Records for this task →

----

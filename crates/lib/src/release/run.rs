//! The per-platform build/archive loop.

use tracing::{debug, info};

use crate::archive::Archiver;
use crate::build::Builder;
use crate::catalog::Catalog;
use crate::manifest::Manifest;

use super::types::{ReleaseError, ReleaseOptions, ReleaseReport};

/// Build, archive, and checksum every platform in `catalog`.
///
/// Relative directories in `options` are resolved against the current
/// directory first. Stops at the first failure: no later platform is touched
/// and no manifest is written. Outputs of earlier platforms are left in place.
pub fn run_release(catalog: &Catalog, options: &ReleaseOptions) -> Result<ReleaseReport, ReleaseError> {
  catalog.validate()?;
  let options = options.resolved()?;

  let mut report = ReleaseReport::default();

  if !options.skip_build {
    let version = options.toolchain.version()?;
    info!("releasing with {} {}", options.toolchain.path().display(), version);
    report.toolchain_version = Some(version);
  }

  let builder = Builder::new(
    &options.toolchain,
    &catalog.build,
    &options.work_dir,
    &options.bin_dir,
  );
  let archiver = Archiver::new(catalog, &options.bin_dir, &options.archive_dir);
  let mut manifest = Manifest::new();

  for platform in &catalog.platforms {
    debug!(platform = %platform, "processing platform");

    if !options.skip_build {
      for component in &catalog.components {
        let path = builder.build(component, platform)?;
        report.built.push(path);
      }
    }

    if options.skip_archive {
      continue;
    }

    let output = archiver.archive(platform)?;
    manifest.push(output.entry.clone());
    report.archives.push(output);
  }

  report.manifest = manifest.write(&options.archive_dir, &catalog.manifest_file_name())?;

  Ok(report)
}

----

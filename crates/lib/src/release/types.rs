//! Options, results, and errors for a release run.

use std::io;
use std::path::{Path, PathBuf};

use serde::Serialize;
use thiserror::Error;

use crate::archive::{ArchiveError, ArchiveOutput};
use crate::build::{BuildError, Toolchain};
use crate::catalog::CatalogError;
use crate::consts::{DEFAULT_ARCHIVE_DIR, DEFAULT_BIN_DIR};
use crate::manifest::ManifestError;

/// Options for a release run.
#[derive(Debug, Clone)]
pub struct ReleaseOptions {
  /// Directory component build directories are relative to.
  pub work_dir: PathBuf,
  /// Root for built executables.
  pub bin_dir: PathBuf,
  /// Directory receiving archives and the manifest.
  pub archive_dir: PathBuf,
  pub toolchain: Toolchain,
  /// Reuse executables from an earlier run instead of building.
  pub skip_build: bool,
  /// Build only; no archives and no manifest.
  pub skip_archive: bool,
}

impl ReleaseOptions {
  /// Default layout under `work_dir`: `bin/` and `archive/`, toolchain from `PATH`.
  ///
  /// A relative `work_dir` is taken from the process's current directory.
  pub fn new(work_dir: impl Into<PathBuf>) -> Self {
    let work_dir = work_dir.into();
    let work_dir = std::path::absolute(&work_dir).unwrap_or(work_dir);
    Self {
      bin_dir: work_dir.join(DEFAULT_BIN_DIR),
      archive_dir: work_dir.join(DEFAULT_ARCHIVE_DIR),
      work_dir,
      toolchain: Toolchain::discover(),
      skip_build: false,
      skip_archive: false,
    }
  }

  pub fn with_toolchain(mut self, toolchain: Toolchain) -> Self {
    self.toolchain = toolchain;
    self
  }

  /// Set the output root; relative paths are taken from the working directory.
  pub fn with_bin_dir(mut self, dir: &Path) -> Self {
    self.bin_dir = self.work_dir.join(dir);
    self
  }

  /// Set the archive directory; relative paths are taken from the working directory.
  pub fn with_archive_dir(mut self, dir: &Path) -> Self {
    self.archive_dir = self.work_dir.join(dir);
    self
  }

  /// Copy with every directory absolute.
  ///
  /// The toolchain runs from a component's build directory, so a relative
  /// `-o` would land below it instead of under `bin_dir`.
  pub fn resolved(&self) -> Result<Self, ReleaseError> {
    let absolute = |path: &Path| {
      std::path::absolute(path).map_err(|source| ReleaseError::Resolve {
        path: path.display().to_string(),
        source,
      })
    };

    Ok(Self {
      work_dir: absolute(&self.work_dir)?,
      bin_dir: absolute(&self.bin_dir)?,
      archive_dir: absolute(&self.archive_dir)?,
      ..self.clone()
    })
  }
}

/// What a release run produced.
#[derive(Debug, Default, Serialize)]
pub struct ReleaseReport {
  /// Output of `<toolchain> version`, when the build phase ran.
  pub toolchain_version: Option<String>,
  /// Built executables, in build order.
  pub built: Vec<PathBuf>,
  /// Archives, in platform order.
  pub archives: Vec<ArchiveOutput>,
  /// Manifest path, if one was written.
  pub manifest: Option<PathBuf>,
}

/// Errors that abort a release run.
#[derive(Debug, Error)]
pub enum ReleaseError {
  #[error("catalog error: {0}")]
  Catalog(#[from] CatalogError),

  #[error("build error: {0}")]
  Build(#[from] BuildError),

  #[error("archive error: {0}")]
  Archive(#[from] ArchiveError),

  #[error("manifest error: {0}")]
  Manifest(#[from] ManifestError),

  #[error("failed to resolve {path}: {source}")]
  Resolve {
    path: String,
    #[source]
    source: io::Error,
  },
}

----

Your instructions → When the word "platforms" shows up in a line of the entries, pull that line out.

Finished exercise →
/// and no manifest is written. Outputs of earlier platforms are left in place.
  for platform in &catalog.platforms {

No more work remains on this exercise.